When an egg gets stuck in a fallopian tube, it won’t be able to grow into a baby. And because the fallopian tube can split open, there’s a significant risk to your health. It is not possible for a baby to develop and it’s usually removed.
What causes ectopic pregnancy?
Although it’s not always known what causes ectopic pregnancy, there are a few reasons you might be more likely to have one. These are:
Having had an ectopic pregnancy in the past
Having had a sexually transmitted infection like chlamydia or gonorrhoea in the past, which can cause inflammation and scar tissue to develop
Having previous surgery on your fallopian tubes
Having treatment for infertility, like IVF
Becoming pregnant when you have a contraceptive device in your womb, like a coil
Being a smoker
Increasing age – your risk is highest between 35 and 40
Do ectopic pregnancies show up on pregnancy tests?
Yes. Ectopic pregnancies show up on pregnancy tests like a normal pregnancy. You may also have some of the typical early pregnancy symptoms, like sore breasts or nausea.
Ectopic pregnancy symptoms usually appear between 4 and 12 weeks.
What are the symptoms of ectopic pregnancy?

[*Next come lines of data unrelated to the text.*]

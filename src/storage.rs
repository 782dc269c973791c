use anyhow::Context;
use aws_config::{defaults, BehaviorVersion};
use aws_credential_types::Credentials;
use aws_sdk_s3::{
    config::{Builder as S3ConfigBuilder, Region},
    error::ProvideErrorMetadata,
    presigning::PresigningConfig,
    Client,
};
use aws_smithy_types::byte_stream::ByteStream;
use axum::async_trait;
use bytes::Bytes;

use crate::config::StorageConfig;

#[derive(Debug, thiserror::Error)]
pub enum StorageError {
    #[error("object not found: {0}")]
    NotFound(String),
    #[error(transparent)]
    Other(#[from] anyhow::Error),
}

#[async_trait]
pub trait StorageClient: Send + Sync {
    async fn put_object(&self, key: &str, body: Bytes, content_type: &str) -> anyhow::Result<()>;
    async fn delete_object(&self, key: &str) -> Result<(), StorageError>;
    async fn presign_get(&self, key: &str, seconds: u64) -> anyhow::Result<String>;
}

#[derive(Clone)]
pub struct Storage {
    client: Client,
    bucket: String,
}

impl Storage {
    pub async fn new(cfg: &StorageConfig) -> anyhow::Result<Self> {
        let shared = defaults(BehaviorVersion::latest())
            .region(Region::new(cfg.region.clone()))
            .credentials_provider(Credentials::new(
                &cfg.access_key,
                &cfg.secret_key,
                None,
                None,
                "static",
            ))
            .endpoint_url(&cfg.endpoint)
            .load()
            .await;

        let conf = S3ConfigBuilder::from(&shared)
            .endpoint_url(&cfg.endpoint)
            .force_path_style(true)
            .build();

        Ok(Self {
            client: Client::from_conf(conf),
            bucket: cfg.bucket.clone(),
        })
    }
}

#[async_trait]
impl StorageClient for Storage {
    async fn put_object(&self, key: &str, body: Bytes, content_type: &str) -> anyhow::Result<()> {
        self.client
            .put_object()
            .bucket(&self.bucket)
            .key(key)
            .body(ByteStream::from(body))
            .content_type(content_type)
            .send()
            .await
            .context("s3 put_object")?;
        Ok(())
    }

    async fn delete_object(&self, key: &str) -> Result<(), StorageError> {
        match self
            .client
            .delete_object()
            .bucket(&self.bucket)
            .key(key)
            .send()
            .await
        {
            Ok(_) => Ok(()),
            Err(e) if matches!(e.code(), Some("NoSuchKey") | Some("NotFound")) => {
                Err(StorageError::NotFound(key.to_string()))
            }
            Err(e) => Err(StorageError::Other(
                anyhow::Error::new(e).context("s3 delete_object"),
            )),
        }
    }

    async fn presign_get(&self, key: &str, seconds: u64) -> anyhow::Result<String> {
        let req = self.client.get_object().bucket(&self.bucket).key(key);
        let presigned = req
            .presigned(PresigningConfig::expires_in(
                std::time::Duration::from_secs(seconds),
            )?)
            .await
            .context("s3 presign_get")?;
        Ok(presigned.uri().to_string())
    }
}
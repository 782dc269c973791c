use anyhow::Context;
use bytes::Bytes;
use tracing::{info, warn};

use super::{
    dto::MediaView,
    repo,
    repo_types::{Media, NewMedia},
};
use crate::{
    error::{ApiError, ApiResult},
    ids::{is_valid_id, new_id},
    pagination::{Page, PageParams},
    state::AppState,
    storage::{StorageClient, StorageError},
};

pub const MAX_UPLOAD_BYTES: usize = 25 * 1024 * 1024;
pub const PRESIGN_TTL_SECS: u64 = 30 * 60;

pub struct UploadItem {
    pub file_name: String,
    pub content_type: String,
    pub body: Bytes,
}

pub fn ext_from_mime(ct: &str) -> Option<&'static str> {
    match ct {
        "image/jpeg" | "image/jpg" => Some("jpg"),
        "image/png" => Some("png"),
        "image/webp" => Some("webp"),
        "image/gif" => Some("gif"),
        "image/svg+xml" => Some("svg"),
        "image/heic" => Some("heic"),
        "application/pdf" => Some("pdf"),
        "video/mp4" => Some("mp4"),
        "text/plain" => Some("txt"),
        _ => None,
    }
}

/// Extension of the uploaded file name when it is short and alphanumeric.
fn ext_from_name(file_name: &str) -> Option<String> {
    let (_, ext) = file_name.rsplit_once('.')?;
    let ok = !ext.is_empty() && ext.len() <= 8 && ext.chars().all(|c| c.is_ascii_alphanumeric());
    ok.then(|| ext.to_ascii_lowercase())
}

/// `media/<id>.<ext>`; the extension comes from the MIME type, then the file name.
pub fn object_key(id: &str, content_type: &str, file_name: &str) -> String {
    let ext = ext_from_mime(content_type)
        .map(String::from)
        .or_else(|| ext_from_name(file_name))
        .unwrap_or_else(|| "bin".to_string());
    format!("media/{}.{}", id, ext)
}

/// Deletes an object; one that is already gone counts as deleted.
pub async fn remove_object(storage: &dyn StorageClient, key: &str) -> anyhow::Result<()> {
    match storage.delete_object(key).await {
        Ok(()) => Ok(()),
        Err(StorageError::NotFound(k)) => {
            warn!(key = %k, "object already missing from storage");
            Ok(())
        }
        Err(StorageError::Other(e)) => Err(e),
    }
}

async fn view(state: &AppState, m: Media) -> ApiResult<MediaView> {
    let url = state
        .storage
        .presign_get(&m.object_key, PRESIGN_TTL_SECS)
        .await
        .with_context(|| format!("presign url for {}", m.object_key))?;
    Ok(MediaView::new(m, url))
}

pub async fn upload(state: &AppState, uploader_id: &str, item: UploadItem) -> ApiResult<MediaView> {
    if item.body.is_empty() {
        return Err(ApiError::bad_request("File is empty"));
    }
    if item.body.len() > MAX_UPLOAD_BYTES {
        return Err(ApiError::bad_request("File is larger than 25 MB"));
    }
    let id = new_id();
    let key = object_key(&id, &item.content_type, &item.file_name);
    let size = item.body.len() as i64;

    state
        .storage
        .put_object(&key, item.body, &item.content_type)
        .await
        .with_context(|| format!("put_object {}", key))?;

    let inserted = repo::insert_media(
        &state.db,
        &NewMedia {
            id: &id,
            uploaded_by: uploader_id,
            object_key: &key,
            file_name: &item.file_name,
            content_type: &item.content_type,
            size_bytes: size,
        },
    )
    .await;
    let media = match inserted {
        Ok(m) => m,
        Err(e) => {
            if let Err(cleanup) = remove_object(state.storage.as_ref(), &key).await {
                warn!(error = %cleanup, %key, "orphaned object after failed insert");
            }
            return Err(e.into());
        }
    };

    info!(media_id = %media.id, %key, size, uploader_id = %uploader_id, "media uploaded");
    view(state, media).await
}

pub async fn list(state: &AppState, params: PageParams) -> ApiResult<Page<MediaView>> {
    let items = repo::list_media(&state.db, params.limit(), params.offset()).await?;
    let total = repo::count_media(&state.db).await?;
    let mut out = Vec::with_capacity(items.len());
    for m in items {
        out.push(view(state, m).await?);
    }
    Ok(Page::new(out, &params, total))
}

pub async fn set_visibility(state: &AppState, id: &str, is_public: bool) -> ApiResult<MediaView> {
    if !is_valid_id(id) {
        return Err(ApiError::not_found("Media not found"));
    }
    let media = repo::set_visibility(&state.db, id, is_public)
        .await?
        .ok_or_else(|| ApiError::not_found("Media not found"))?;
    info!(media_id = %id, is_public, "media visibility changed");
    view(state, media).await
}

pub async fn delete(state: &AppState, id: &str) -> ApiResult<()> {
    if !is_valid_id(id) {
        return Err(ApiError::not_found("Media not found"));
    }
    let media = repo::find_media(&state.db, id)
        .await?
        .ok_or_else(|| ApiError::not_found("Media not found"))?;
    remove_object(state.storage.as_ref(), &media.object_key).await?;
    repo::delete_media(&state.db, id).await?;
    info!(media_id = %id, key = %media.object_key, "media deleted");
    Ok(())
}

/// Presigned URL of a public item; private and unknown ids are both 404.
pub async fn public_url(state: &AppState, id: &str) -> ApiResult<String> {
    if !is_valid_id(id) {
        return Err(ApiError::not_found("Media not found"));
    }
    let media = repo::find_media(&state.db, id)
        .await?
        .filter(|m| m.is_public)
        .ok_or_else(|| ApiError::not_found("Media not found"))?;
    let url = state
        .storage
        .presign_get(&media.object_key, PRESIGN_TTL_SECS)
        .await
        .context("presign public media")?;
    Ok(url)
}
use serde::{Deserialize, Serialize};
use time::OffsetDateTime;

use crate::users::repo_types::{User, UserProfile};

/// User as returned to admin screens.
#[derive(Debug, Serialize)]
pub struct UserView {
    pub id: String,
    pub email: String,
    pub name: Option<String>,
    pub image: Option<String>,
    pub roles: Vec<String>,
    #[serde(with = "time::serde::rfc3339::option")]
    pub email_verified_at: Option<OffsetDateTime>,
    #[serde(with = "time::serde::rfc3339")]
    pub created_at: OffsetDateTime,
    #[serde(with = "time::serde::rfc3339")]
    pub updated_at: OffsetDateTime,
    #[serde(with = "time::serde::rfc3339::option")]
    pub deleted_at: Option<OffsetDateTime>,
}

impl UserView {
    pub fn new(user: User, roles: Vec<String>) -> Self {
        Self {
            id: user.id,
            email: user.email,
            name: user.name,
            image: user.image,
            roles,
            email_verified_at: user.email_verified_at,
            created_at: user.created_at,
            updated_at: user.updated_at,
            deleted_at: user.deleted_at,
        }
    }
}

#[derive(Debug, Serialize)]
pub struct UserDetail {
    pub user: UserView,
    pub profile: Option<UserProfile>,
    pub has_password: bool,
}

#[derive(Debug, Deserialize)]
pub struct ListUsersQuery {
    pub q: Option<String>,
    #[serde(default)]
    pub include_deleted: bool,
    pub page: Option<i64>,
    pub page_size: Option<i64>,
}

#[derive(Debug, Deserialize)]
pub struct CreateUserRequest {
    pub email: String,
    pub password: Option<String>,
    pub name: Option<String>,
    pub first_name: Option<String>,
    pub last_name: Option<String>,
    pub roles: Option<Vec<String>>,
}

#[derive(Debug, Default, Deserialize)]
pub struct UpdateUserRequest {
    pub email: Option<String>,
    pub name: Option<String>,
    pub image: Option<String>,
    pub first_name: Option<String>,
    pub last_name: Option<String>,
}

#[derive(Debug, Deserialize)]
pub struct SetRolesRequest {
    pub roles: Vec<String>,
}

#[derive(Debug, Deserialize)]
pub struct RoleRequest {
    pub name: String,
}

#[derive(Debug, Deserialize)]
pub struct UpdateMeRequest {
    pub name: Option<String>,
    pub image: Option<String>,
    pub first_name: Option<String>,
    pub last_name: Option<String>,
}

#[derive(Debug, Deserialize)]
pub struct ChangePasswordRequest {
    pub current_password: Option<String>,
    pub new_password: String,
}
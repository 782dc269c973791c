use std::time::Duration;

use axum::extract::FromRef;
use jsonwebtoken::{decode, encode, DecodingKey, EncodingKey, Header, Validation};
use rand::{distributions::Alphanumeric, Rng};
use time::{Duration as TimeDuration, OffsetDateTime};
use tracing::debug;

use super::claims::{Claims, TokenKind};
use crate::{config::JwtConfig, state::AppState};

pub const OAUTH_STATE_TTL: Duration = Duration::from_secs(10 * 60);

/// Holds JWT signing and verification keys with config data.
#[derive(Clone)]
pub struct JwtKeys {
    encoding: EncodingKey,
    decoding: DecodingKey,
    issuer: String,
    audience: String,
    session_ttl: Duration,
}

impl FromRef<AppState> for JwtKeys {
    fn from_ref(state: &AppState) -> Self {
        Self::new(&state.config.jwt)
    }
}

impl JwtKeys {
    pub fn new(cfg: &JwtConfig) -> Self {
        Self {
            encoding: EncodingKey::from_secret(cfg.secret.as_bytes()),
            decoding: DecodingKey::from_secret(cfg.secret.as_bytes()),
            issuer: cfg.issuer.clone(),
            audience: cfg.audience.clone(),
            session_ttl: Duration::from_secs((cfg.session_ttl_minutes.max(1) as u64) * 60),
        }
    }

    pub fn session_ttl(&self) -> Duration {
        self.session_ttl
    }

    fn ttl(&self, kind: TokenKind) -> Duration {
        match kind {
            TokenKind::Session => self.session_ttl,
            TokenKind::OauthState => OAUTH_STATE_TTL,
        }
    }

    fn sign(&self, sub: &str, kind: TokenKind, nonce: Option<String>) -> anyhow::Result<String> {
        let now = OffsetDateTime::now_utc();
        let exp = now + TimeDuration::seconds(self.ttl(kind).as_secs() as i64);
        let claims = Claims {
            sub: sub.to_string(),
            iat: now.unix_timestamp() as usize,
            exp: exp.unix_timestamp() as usize,
            iss: self.issuer.clone(),
            aud: self.audience.clone(),
            kind,
            nonce,
        };
        let token = encode(&Header::default(), &claims, &self.encoding)?;
        debug!(sub = %sub, kind = ?kind, "jwt signed");
        Ok(token)
    }

    pub fn sign_session(&self, user_id: &str) -> anyhow::Result<String> {
        self.sign(user_id, TokenKind::Session, None)
    }

    /// State parameter for an OAuth redirect; the nonce makes each one unique.
    pub fn sign_oauth_state(&self, provider: &str) -> anyhow::Result<String> {
        let nonce: String = rand::thread_rng()
            .sample_iter(&Alphanumeric)
            .take(24)
            .map(char::from)
            .collect();
        self.sign(provider, TokenKind::OauthState, Some(nonce))
    }

    /// Checks signature, expiry, issuer and audience.
    pub fn verify(&self, token: &str) -> anyhow::Result<Claims> {
        let mut validation = Validation::default();
        validation.set_audience(std::slice::from_ref(&self.audience));
        validation.set_issuer(std::slice::from_ref(&self.issuer));
        let data = decode::<Claims>(token, &self.decoding, &validation)?;
        debug!(sub = %data.claims.sub, kind = ?data.claims.kind, "jwt verified");
        Ok(data.claims)
    }

    pub fn verify_kind(&self, token: &str, kind: TokenKind) -> anyhow::Result<Claims> {
        let claims = self.verify(token)?;
        if claims.kind != kind {
            anyhow::bail!("unexpected token kind");
        }
        Ok(claims)
    }
}
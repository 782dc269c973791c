mod app;
mod auth;
mod config;
mod database;
mod error;
mod ids;
mod mail;
mod media;
mod oauth;
mod pagination;
mod settings;
mod state;
mod storage;
mod users;

use crate::config::AppConfig;
use crate::state::AppState;

#[tokio::main]
async fn main() -> anyhow::Result<()> {
    dotenvy::dotenv().ok();

    let env_filter = std::env::var("RUST_LOG")
        .unwrap_or_else(|_| "admin_console=debug,axum=info,tower_http=info".to_string());
    let json_logs = std::env::var("LOG_FORMAT")
        .map(|v| v == "json")
        .unwrap_or(false);

    if json_logs {
        tracing_subscriber::fmt()
            .with_env_filter(env_filter)
            .with_target(false)
            .json()
            .init();
    } else {
        tracing_subscriber::fmt().with_env_filter(env_filter).init();
    }

    let config = AppConfig::from_env()?;
    tracing::info!(
        env = %config.environment,
        base_url = %config.base_url,
        smtp = config.mail.smtp.is_some(),
        "starting admin console"
    );
    let app_state = AppState::init(config).await?;

    sqlx::migrate!("./migrations").run(&app_state.db).await?;

    let config = app_state.config.clone();
    let app = app::build_app(app_state);
    app::serve(app, &config).await
}
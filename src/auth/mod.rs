use crate::state::AppState;
use axum::Router;

pub mod claims;
pub mod cookie;
pub mod dto;
pub mod extractors;
pub mod handlers;
pub mod jwt;
pub mod password;
pub mod repo;
pub mod services;

pub fn router() -> Router<AppState> {
    Router::new().merge(handlers::auth_routes())
}
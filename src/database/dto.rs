use serde::{Deserialize, Serialize};
use serde_json::Value;

use super::repo_types::ColumnInfo;

#[derive(Debug, Default, Deserialize)]
pub struct RowsQuery {
    pub page: Option<i64>,
    pub page_size: Option<i64>,
    pub sort: Option<String>,
    pub order: Option<String>,
}

#[derive(Debug, Serialize)]
pub struct TableRows {
    pub table: String,
    pub columns: Vec<ColumnInfo>,
    pub rows: Vec<Value>,
    pub page: i64,
    pub page_size: i64,
    pub total: i64,
}
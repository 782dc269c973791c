use anyhow::Context;
use sqlx::PgExecutor;
use time::OffsetDateTime;

use crate::ids::new_id;

/// What an emailed token may be used for.
#[derive(Debug, Clone, Copy, PartialEq, Eq)]
pub enum TokenPurpose {
    PasswordReset,
    MagicLink,
}

impl TokenPurpose {
    pub fn as_str(self) -> &'static str {
        match self {
            TokenPurpose::PasswordReset => "password_reset",
            TokenPurpose::MagicLink => "magic_link",
        }
    }

    pub fn ttl(self) -> time::Duration {
        match self {
            TokenPurpose::PasswordReset => time::Duration::hours(1),
            TokenPurpose::MagicLink => time::Duration::minutes(15),
        }
    }
}

pub async fn insert_token<'e, E: PgExecutor<'e>>(
    db: E,
    email: &str,
    token_hash: &str,
    purpose: TokenPurpose,
) -> anyhow::Result<()> {
    let expires_at = OffsetDateTime::now_utc() + purpose.ttl();
    sqlx::query(
        r#"
        INSERT INTO verification_tokens (id, email, token_hash, purpose, expires_at)
        VALUES ($1, $2, $3, $4, $5)
        "#,
    )
    .bind(new_id())
    .bind(email)
    .bind(token_hash)
    .bind(purpose.as_str())
    .bind(expires_at)
    .execute(db)
    .await
    .context("insert verification token")?;
    Ok(())
}

/// Marks the token used and returns its email. `None` when the token is
/// unknown, already used, expired or meant for something else.
pub async fn consume_token<'e, E: PgExecutor<'e>>(
    db: E,
    token_hash: &str,
    purpose: TokenPurpose,
) -> anyhow::Result<Option<String>> {
    let email = sqlx::query_scalar::<_, String>(
        r#"
        UPDATE verification_tokens
           SET used_at = now()
         WHERE token_hash = $1
           AND purpose = $2
           AND used_at IS NULL
           AND expires_at > now()
        RETURNING email
        "#,
    )
    .bind(token_hash)
    .bind(purpose.as_str())
    .fetch_optional(db)
    .await
    .context("consume verification token")?;
    Ok(email)
}

/// Drops expired and used tokens for an email before issuing a new one.
pub async fn purge_tokens<'e, E: PgExecutor<'e>>(
    db: E,
    email: &str,
    purpose: TokenPurpose,
) -> anyhow::Result<()> {
    sqlx::query(
        r#"
        DELETE FROM verification_tokens
         WHERE email = $1 AND purpose = $2
           AND (used_at IS NOT NULL OR expires_at <= now())
        "#,
    )
    .bind(email)
    .bind(purpose.as_str())
    .execute(db)
    .await
    .context("purge verification tokens")?;
    Ok(())
}

#[cfg(test)]
mod tests {
    use super::*;
    use sqlx::PgPool;

    #[sqlx::test(migrations = "./migrations")]
    async fn token_is_consumed_once(pool: PgPool) {
        insert_token(&pool, "ann@example.com", "digest-1", TokenPurpose::PasswordReset)
            .await
            .unwrap();

        let first = consume_token(&pool, "digest-1", TokenPurpose::PasswordReset)
            .await
            .unwrap();
        assert_eq!(first.as_deref(), Some("ann@example.com"));

        let second = consume_token(&pool, "digest-1", TokenPurpose::PasswordReset)
            .await
            .unwrap();
        assert!(second.is_none());
    }

    #[sqlx::test(migrations = "./migrations")]
    async fn expired_token_is_refused(pool: PgPool) {
        insert_token(&pool, "ann@example.com", "digest-2", TokenPurpose::MagicLink)
            .await
            .unwrap();
        sqlx::query(
            "UPDATE verification_tokens SET expires_at = now() - interval '1 minute' \
             WHERE token_hash = $1",
        )
        .bind("digest-2")
        .execute(&pool)
        .await
        .unwrap();

        let got = consume_token(&pool, "digest-2", TokenPurpose::MagicLink)
            .await
            .unwrap();
        assert!(got.is_none());
    }

    #[sqlx::test(migrations = "./migrations")]
    async fn token_only_serves_its_purpose(pool: PgPool) {
        insert_token(&pool, "ann@example.com", "digest-3", TokenPurpose::MagicLink)
            .await
            .unwrap();

        let wrong = consume_token(&pool, "digest-3", TokenPurpose::PasswordReset)
            .await
            .unwrap();
        assert!(wrong.is_none());
        let right = consume_token(&pool, "digest-3", TokenPurpose::MagicLink)
            .await
            .unwrap();
        assert_eq!(right.as_deref(), Some("ann@example.com"));
    }

    #[sqlx::test(migrations = "./migrations")]
    async fn purge_keeps_live_tokens(pool: PgPool) {
        for digest in ["live", "used"] {
            insert_token(&pool, "ann@example.com", digest, TokenPurpose::PasswordReset)
                .await
                .unwrap();
        }
        consume_token(&pool, "used", TokenPurpose::PasswordReset)
            .await
            .unwrap();

        purge_tokens(&pool, "ann@example.com", TokenPurpose::PasswordReset)
            .await
            .unwrap();

        let left: Vec<String> = sqlx::query_scalar("SELECT token_hash FROM verification_tokens")
            .fetch_all(&pool)
            .await
            .unwrap();
        assert_eq!(left, vec!["live"]);
    }
}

Initial signs of ectopic pregnancy are:
Vaginal bleeding – This can be darker blood than a normal period
Abdominal pain– This can include low tummy pain, particularly on one side, and pelvic pain
Shoulder tip pain
Discomfort when you go to the toilet
Although a minor condition like a tummy bug could cause some of these symptoms, it is important that you see a doctor.
Ruptured ectopic pregnancy symptoms
If the ectopic pregnancy grows large enough, it can rupture your fallopian tube. This means that your fallopian tube has split open. Although it doesn’t happen very often, this is very serious, and you’ll need immediate treatment.
Signs of a ruptured ectopic pregnancy could be:
Sudden intense tummy pain
Dizziness and fainting
Feeling sick, vomiting or diarrhoea
If you get these symptoms, call 999 or go to A&E.
Diagnosing an ectopic pregnancy
If you’re showing signs of ectopic pregnancy, the doctor will probably arrange for some more tests quite quickly.
You’ll have a urine test to confirm that you’re pregnant
You may have an ectopic pregnancy scan with an ultrasound
Your pregnancy hormone levels will be measured with a blood test
How are ectopic pregnancies treated?
Depending on your symptoms and the results of your tests, you may be given a medicine, called methotrexate, that stops the cells from growing, or you may have surgery to remove the fertilised egg.
Sometimes doctors take a ‘watch and wait’ approach because some ectopic pregnancies end safely on their own. You will have regular blood tests to monitor the level of pregnancy hormone, hCG, in your blood and to ensure it is reducing.
Most women will be able to get pregnant after an ectopic pregnancy. But some of the treatments may mean that you’re less likely to conceive naturally.
Becoming pregnant again
The doctor may suggest that you wait for two periods after treatment before trying for another baby. If you had methotrexate, a medicine that stops the ectopic pregnancy from growing, you should wait for 3 months before trying again. That’s to make sure the medication is safely out of your body.
65% of women become pregnant within 18 months of an ectopic pregnancy. But there’s a 10% risk of having another ectopic pregnancy if you’ve had one before.
Talk to a GP if you’re pregnant again after ectopic pregnancy for extra support. You may also be offered some early scans to check on the progress of the pregnancy.